<スペインリーグ:ビルバオ1-0エスパニョール>◇30日◇ビルバオ

 【塩畑大輔、山本孔一通信員】エスパニョールMF中村俊輔(31)が、新天地スペインでデビューを果たした。アウェーのビルバオ戦に右MFで先発フル出場。前半12分にはゴール正面約21メートルという絶好の位置から直接FKで狙ったが、シュートはゴール枠を越えた。それでも柔らかなボールタッチで好機を演出。試合は0-1で敗れたが、今後へ大きな手応えをつかんだ。

 中村にはうれしさと悔しさが入り交じるデビュー戦だった。前半12分、ゴール正面約21メートルと絶好の位置で直接FKの好機をつかんだ。警笛のように鳴り響く敵地のブーイング。敵サポーターから力を認められている証拠だった。直接FKのために中村がボールを置いた瞬間、サンマメス・スタジアムは、地鳴りのような罵声(ばせい)に包まれた。主審がFK位置からの距離不足とみて、壁を下げさせる。ブーイングは悲鳴のようなトーンに変わった。

 「距離が遠すぎるぞ!」。観衆は総立ちだ。大きく3歩下がり、ゴールを狙った。しかし、ゴールバーをあえなく越えた。約4万人収容の会場から、安どのため息どころか、大きな歓声が会場を包んだ。中村は「しまった」と少し悔しげな表情だ。サポーターの圧力、芝の感触、ボールの感覚。微妙に変化した環境が少なからず影響した。

 あこがれ続けてきたスペインリーグ。念願のピッチは、すんなり中村を受け入れた。同4分には名刺代わりのスルーパスを、FWタムードに通してチャンスをつくった。同14分には右サイド深くでDF2人をドリブルでかわし、敵陣中央を左足クロスで脅かした。屈強なバスク人が中心のビルバオ守備陣のタックルに、軽く吹き飛ばされる場面もあったが、プレーの躍動感は変わらなかった。

 夢の舞台へ向け、着々と準備を進めてきた成果だ。8月中旬には日本から個人トレーナーを呼び寄せ、自宅でもマッサージやストレッチができるようにした。オーバーワークを避けるため「デザートのようなもの」と話す大好きな居残りFK練習も我慢した。慎重な調整で、ここ数年の悩みだった右股(こ)関節痛もかなり回復。試合前には「予定通りの調整ができた。というよりも、予定通りになるようにしたんだけどね」と自信をみせた。
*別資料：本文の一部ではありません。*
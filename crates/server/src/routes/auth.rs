use axum::{
    Extension, Json, Router,
    extract::State,
    response::Json as ResponseJson,
    routing::{get, post},
};
use db::models::user::{AccessToken, LoginRequest, User};
use deployment::Deployment;
use services::services::password::verify_password;
use utils::response::{ApiResponse, MessageResponse};

use crate::{DeploymentImpl, error::ApiError, http::auth::CurrentUser};

pub async fn login(
    State(deployment): State<DeploymentImpl>,
    Json(payload): Json<LoginRequest>,
) -> Result<ResponseJson<ApiResponse<AccessToken>>, ApiError> {
    let credentials = User::find_credentials(&deployment.db().pool, &payload.email).await?;
    let user = match credentials {
        Some((user, hash)) if verify_password(&payload.password, &hash) => user,
        _ => {
            tracing::warn!(email = %payload.email, "Failed login attempt");
            return Err(ApiError::Unauthorized);
        }
    };

    if !user.is_active {
        return Err(ApiError::Forbidden("Inactive user".to_string()));
    }

    let token = deployment.jwt().issue(user.id, &user.role.to_string())?;
    tracing::info!(user_id = user.id, "User logged in");
    Ok(ResponseJson(ApiResponse::success(AccessToken::bearer(token))))
}

pub async fn me(
    Extension(current): Extension<CurrentUser>,
) -> Result<ResponseJson<ApiResponse<User>>, ApiError> {
    Ok(ResponseJson(ApiResponse::success(current.0)))
}

/// Tokens are stateless; the client discards its copy.
pub async fn logout() -> Result<ResponseJson<ApiResponse<MessageResponse>>, ApiError> {
    Ok(ResponseJson(ApiResponse::success(MessageResponse::new(
        "Successfully logged out",
    ))))
}

pub fn public_router() -> Router<DeploymentImpl> {
    Router::new().route("/auth/login", post(login))
}

pub fn router() -> Router<DeploymentImpl> {
    Router::new()
        .route("/auth/me", get(me))
        .route("/auth/logout", post(logout))
}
 後半はチームが攻撃の起点をつくれず、中村のタッチ数自体も減った。10分にラフプレーで警告も受けた。だが、司令塔はめげるどころか、さまざまな「引き出し」で攻撃の組み立てを試みた。MFルイス・ガルシアと入れ替わって左サイドでプレー。中盤中央に下がって球を受け、サイドチェンジのロングパスも出した。26分には立て続けに正確な右クロスを上げ、相手守備陣を混乱させた。

 中村は試合直前「相手は強いし、うまくいかないこともある。それを乗り越えていくことで大きく成長できる。それを楽しむためにここに来た」。黒星スタートとなったが、苦境をバネに成長してきた中村が、新たな挑戦に歩み出した。